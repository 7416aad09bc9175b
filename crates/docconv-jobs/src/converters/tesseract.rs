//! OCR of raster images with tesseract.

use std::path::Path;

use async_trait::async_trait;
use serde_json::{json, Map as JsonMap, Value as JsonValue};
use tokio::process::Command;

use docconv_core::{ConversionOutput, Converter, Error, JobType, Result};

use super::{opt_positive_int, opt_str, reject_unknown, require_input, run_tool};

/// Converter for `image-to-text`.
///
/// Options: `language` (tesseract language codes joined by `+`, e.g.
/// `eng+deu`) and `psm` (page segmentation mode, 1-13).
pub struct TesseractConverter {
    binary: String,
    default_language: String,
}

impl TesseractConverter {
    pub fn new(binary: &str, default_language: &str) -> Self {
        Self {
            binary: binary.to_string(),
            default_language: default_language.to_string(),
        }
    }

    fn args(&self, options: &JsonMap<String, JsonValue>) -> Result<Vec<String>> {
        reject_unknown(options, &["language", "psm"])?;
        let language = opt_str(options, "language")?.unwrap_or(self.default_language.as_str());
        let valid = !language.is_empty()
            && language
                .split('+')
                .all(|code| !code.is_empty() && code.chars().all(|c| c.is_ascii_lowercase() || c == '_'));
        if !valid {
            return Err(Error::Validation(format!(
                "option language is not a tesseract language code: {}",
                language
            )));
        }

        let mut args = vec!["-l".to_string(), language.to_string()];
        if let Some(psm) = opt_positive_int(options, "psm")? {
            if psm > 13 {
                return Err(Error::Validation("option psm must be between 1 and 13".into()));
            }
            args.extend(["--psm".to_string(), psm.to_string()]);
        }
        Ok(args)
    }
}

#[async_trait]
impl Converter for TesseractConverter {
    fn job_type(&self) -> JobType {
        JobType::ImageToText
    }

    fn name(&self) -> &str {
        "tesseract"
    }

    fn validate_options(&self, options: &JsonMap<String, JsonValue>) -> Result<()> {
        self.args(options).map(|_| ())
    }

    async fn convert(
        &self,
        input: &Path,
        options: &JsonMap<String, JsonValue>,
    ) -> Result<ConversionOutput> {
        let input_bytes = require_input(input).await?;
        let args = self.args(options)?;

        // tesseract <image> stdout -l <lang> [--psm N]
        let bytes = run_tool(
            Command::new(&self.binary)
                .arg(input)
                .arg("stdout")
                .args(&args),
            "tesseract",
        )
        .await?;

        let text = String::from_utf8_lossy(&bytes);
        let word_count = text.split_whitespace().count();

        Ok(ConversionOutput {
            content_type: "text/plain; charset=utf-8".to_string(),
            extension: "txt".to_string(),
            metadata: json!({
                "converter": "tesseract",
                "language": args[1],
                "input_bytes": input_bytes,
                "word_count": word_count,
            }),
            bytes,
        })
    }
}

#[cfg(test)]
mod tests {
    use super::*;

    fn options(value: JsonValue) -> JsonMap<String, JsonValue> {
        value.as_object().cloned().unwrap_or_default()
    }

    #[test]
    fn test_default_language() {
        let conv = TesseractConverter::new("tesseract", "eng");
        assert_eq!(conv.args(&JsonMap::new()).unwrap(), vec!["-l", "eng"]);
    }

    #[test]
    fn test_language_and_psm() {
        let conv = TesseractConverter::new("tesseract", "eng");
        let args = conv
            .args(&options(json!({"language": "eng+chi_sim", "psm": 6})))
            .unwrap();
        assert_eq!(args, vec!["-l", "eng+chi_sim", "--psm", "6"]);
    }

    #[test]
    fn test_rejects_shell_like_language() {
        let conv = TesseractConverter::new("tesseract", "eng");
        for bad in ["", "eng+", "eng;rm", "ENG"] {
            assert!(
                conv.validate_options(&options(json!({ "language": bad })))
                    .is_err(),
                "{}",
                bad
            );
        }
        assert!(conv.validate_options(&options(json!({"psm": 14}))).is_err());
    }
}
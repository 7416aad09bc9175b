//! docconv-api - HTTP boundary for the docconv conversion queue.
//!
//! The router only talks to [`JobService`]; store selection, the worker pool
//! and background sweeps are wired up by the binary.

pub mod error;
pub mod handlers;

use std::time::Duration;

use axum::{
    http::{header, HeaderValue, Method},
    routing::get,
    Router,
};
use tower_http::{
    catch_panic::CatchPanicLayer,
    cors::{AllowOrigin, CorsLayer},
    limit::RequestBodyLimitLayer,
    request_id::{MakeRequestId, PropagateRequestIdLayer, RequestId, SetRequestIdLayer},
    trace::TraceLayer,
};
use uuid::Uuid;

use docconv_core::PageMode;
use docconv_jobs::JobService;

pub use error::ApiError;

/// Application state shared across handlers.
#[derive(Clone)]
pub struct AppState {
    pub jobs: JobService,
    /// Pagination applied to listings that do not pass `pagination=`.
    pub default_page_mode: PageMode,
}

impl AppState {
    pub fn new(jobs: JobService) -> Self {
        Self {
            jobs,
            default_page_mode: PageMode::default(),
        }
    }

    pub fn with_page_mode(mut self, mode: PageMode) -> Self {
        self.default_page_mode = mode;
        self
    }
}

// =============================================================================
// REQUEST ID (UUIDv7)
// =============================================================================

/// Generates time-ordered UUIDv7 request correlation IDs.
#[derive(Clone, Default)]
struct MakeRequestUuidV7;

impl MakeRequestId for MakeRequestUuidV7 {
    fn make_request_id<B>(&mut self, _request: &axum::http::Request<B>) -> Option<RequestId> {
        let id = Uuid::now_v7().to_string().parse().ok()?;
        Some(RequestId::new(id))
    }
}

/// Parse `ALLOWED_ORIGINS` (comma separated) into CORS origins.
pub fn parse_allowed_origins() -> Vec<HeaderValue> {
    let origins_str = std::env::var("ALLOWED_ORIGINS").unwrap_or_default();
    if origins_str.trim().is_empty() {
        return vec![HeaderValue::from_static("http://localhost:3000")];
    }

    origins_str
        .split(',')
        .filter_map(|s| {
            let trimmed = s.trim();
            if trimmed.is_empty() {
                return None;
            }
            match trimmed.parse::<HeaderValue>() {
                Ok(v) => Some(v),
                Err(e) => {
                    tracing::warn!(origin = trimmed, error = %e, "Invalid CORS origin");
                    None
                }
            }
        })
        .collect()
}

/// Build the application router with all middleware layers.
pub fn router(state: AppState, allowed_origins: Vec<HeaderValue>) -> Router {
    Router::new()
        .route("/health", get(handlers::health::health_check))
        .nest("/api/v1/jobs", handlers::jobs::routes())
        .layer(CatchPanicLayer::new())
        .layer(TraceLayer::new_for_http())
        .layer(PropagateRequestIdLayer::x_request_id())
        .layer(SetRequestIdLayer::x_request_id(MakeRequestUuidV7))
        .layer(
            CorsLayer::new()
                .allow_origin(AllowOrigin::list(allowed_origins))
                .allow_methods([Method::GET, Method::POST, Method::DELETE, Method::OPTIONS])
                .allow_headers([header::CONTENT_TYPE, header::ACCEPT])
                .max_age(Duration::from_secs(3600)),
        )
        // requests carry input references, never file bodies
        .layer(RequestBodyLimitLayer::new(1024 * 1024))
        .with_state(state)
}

YOUR INSTRUCTIONS: The entries above are to be retyped exactly, with nothing left out.

RESULT FOR THIS EXERCISE:
repository 7416aad09bc9175b
filename crates/docconv-jobs/src/converters/tesseract.rs
//! OCR of raster images with tesseract.

use std::path::Path;

use async_trait::async_trait;
use serde_json::{json, Map as JsonMap, Value as JsonValue};
use tokio::process::Command;

use docconv_core::{ConversionOutput, Converter, Error, JobType, Result};

use super::{opt_positive_int, opt_str, reject_unknown, require_input, run_tool};

/// Converter for `image-to-text`.
///
/// Options: `language` (tesseract language codes joined by `+`, e.g.
/// `eng+deu`) and `psm` (page segmentation mode, 1-13).
pub struct TesseractConverter {
    binary: String,
    default_language: String,
}

impl TesseractConverter {
    pub fn new(binary: &str, default_language: &str) -> Self {
        Self {
            binary: binary.to_string(),
            default_language: default_language.to_string(),
        }
    }

    fn args(&self, options: &JsonMap<String, JsonValue>) -> Result<Vec<String>> {
        reject_unknown(options, &["language", "psm"])?;
        let language = opt_str(options, "language")?.unwrap_or(self.default_language.as_str());
        let valid = !language.is_empty()
            && language
                .split('+')
                .all(|code| !code.is_empty() && code.chars().all(|c| c.is_ascii_lowercase() || c == '_'));
        if !valid {
            return Err(Error::Validation(format!(
                "option language is not a tesseract language code: {}",
                language
            )));
        }

        let mut args = vec!["-l".to_string(), language.to_string()];
        if let Some(psm) = opt_positive_int(options, "psm")? {
            if psm > 13 {
                return Err(Error::Validation("option psm must be between 1 and 13".into()));
            }
            args.extend(["--psm".to_string(), psm.to_string()]);
        }
        Ok(args)
    }
}

#[async_trait]
impl Converter for TesseractConverter {
    fn job_type(&self) -> JobType {
        JobType::ImageToText
    }

    fn name(&self) -> &str {
        "tesseract"
    }

    fn validate_options(&self, options: &JsonMap<String, JsonValue>) -> Result<()> {
        self.args(options).map(|_| ())
    }

    async fn convert(
        &self,
        input: &Path,
        options: &JsonMap<String, JsonValue>,
    ) -> Result<ConversionOutput> {
        let input_bytes = require_input(input).await?;
        let args = self.args(options)?;

        // tesseract <image> stdout -l <lang> [--psm N]
        let bytes = run_tool(
            Command::new(&self.binary)
                .arg(input)
                .arg("stdout")
                .args(&args),
            "tesseract",
        )
        .await?;

        let text = String::from_utf8_lossy(&bytes);
        let word_count = text.split_whitespace().count();

        Ok(ConversionOutput {
            content_type: "text/plain; charset=utf-8".to_string(),
            extension: "txt".to_string(),
            metadata: json!({
                "converter": "tesseract",
                "language": args[1],
                "input_bytes": input_bytes,
                "word_count": word_count,
            }),
            bytes,
        })
    }
}

#[cfg(test)]
mod tests {
    use super::*;

    fn options(value: JsonValue) -> JsonMap<String, JsonValue> {
        value.as_object().cloned().unwrap_or_default()
    }

    #[test]
    fn test_default_language() {
        let conv = TesseractConverter::new("tesseract", "eng");
        assert_eq!(conv.args(&JsonMap::new()).unwrap(), vec!["-l", "eng"]);
    }

    #[test]
    fn test_language_and_psm() {
        let conv = TesseractConverter::new("tesseract", "eng");
        let args = conv
            .args(&options(json!({"language": "eng+chi_sim", "psm": 6})))
            .unwrap();
        assert_eq!(args, vec!["-l", "eng+chi_sim", "--psm", "6"]);
    }

    #[test]
    fn test_rejects_shell_like_language() {
        let conv = TesseractConverter::new("tesseract", "eng");
        for bad in ["", "eng+", "eng;rm", "ENG"] {
            assert!(
                conv.validate_options(&options(json!({ "language": bad })))
                    .is_err(),
                "{}",
                bad
            );
        }
        assert!(conv.validate_options(&options(json!({"psm": 14}))).is_err());
    }
}
repository 7416aad09bc9175b
//! docconv-api - HTTP boundary for the docconv conversion queue.
//!
//! The router only talks to [`JobService`]; store selection, the worker pool
//! and background sweeps are wired up by the binary.

pub mod error;
pub mod handlers;

use std::time::Duration;

use axum::{
    http::{header, HeaderValue, Method},
    routing::get,
    Router,
};
use tower_http::{
    catch_panic::CatchPanicLayer,
    cors::{AllowOrigin, CorsLayer},
    limit::RequestBodyLimitLayer,
    request_id::{MakeRequestId, PropagateRequestIdLayer, RequestId, SetRequestIdLayer},
    trace::TraceLayer,
};
use uuid::Uuid;

use docconv_core::PageMode;
use docconv_jobs::JobService;

pub use error::ApiError;

/// Application state shared across handlers.
#[derive(Clone)]
pub struct AppState {
    pub jobs: JobService,
    /// Pagination applied to listings that do not pass `pagination=`.
    pub default_page_mode: PageMode,
}

impl AppState {
    pub fn new(jobs: JobService) -> Self {
        Self {
            jobs,
            default_page_mode: PageMode::default(),
        }
    }

    pub fn with_page_mode(mut self, mode: PageMode) -> Self {
        self.default_page_mode = mode;
        self
    }
}

// =============================================================================
// REQUEST ID (UUIDv7)
// =============================================================================

/// Generates time-ordered UUIDv7 request correlation IDs.
#[derive(Clone, Default)]
struct MakeRequestUuidV7;

impl MakeRequestId for MakeRequestUuidV7 {
    fn make_request_id<B>(&mut self, _request: &axum::http::Request<B>) -> Option<RequestId> {
        let id = Uuid::now_v7().to_string().parse().ok()?;
        Some(RequestId::new(id))
    }
}

/// Parse `ALLOWED_ORIGINS` (comma separated) into CORS origins.
pub fn parse_allowed_origins() -> Vec<HeaderValue> {
    let origins_str = std::env::var("ALLOWED_ORIGINS").unwrap_or_default();
    if origins_str.trim().is_empty() {
        return vec![HeaderValue::from_static("http://localhost:3000")];
    }

    origins_str
        .split(',')
        .filter_map(|s| {
            let trimmed = s.trim();
            if trimmed.is_empty() {
                return None;
            }
            match trimmed.parse::<HeaderValue>() {
                Ok(v) => Some(v),
                Err(e) => {
                    tracing::warn!(origin = trimmed, error = %e, "Invalid CORS origin");
                    None
                }
            }
        })
        .collect()
}

/// Build the application router with all middleware layers.
pub fn router(state: AppState, allowed_origins: Vec<HeaderValue>) -> Router {
    Router::new()
        .route("/health", get(handlers::health::health_check))
        .nest("/api/v1/jobs", handlers::jobs::routes())
        .layer(CatchPanicLayer::new())
        .layer(TraceLayer::new_for_http())
        .layer(PropagateRequestIdLayer::x_request_id())
        .layer(SetRequestIdLayer::x_request_id(MakeRequestUuidV7))
        .layer(
            CorsLayer::new()
                .allow_origin(AllowOrigin::list(allowed_origins))
                .allow_methods([Method::GET, Method::POST, Method::DELETE, Method::OPTIONS])
                .allow_headers([header::CONTENT_TYPE, header::ACCEPT])
                .max_age(Duration::from_secs(3600)),
        )
        // requests carry input references, never file bodies
        .layer(RequestBodyLimitLayer::new(1024 * 1024))
        .with_state(state)
}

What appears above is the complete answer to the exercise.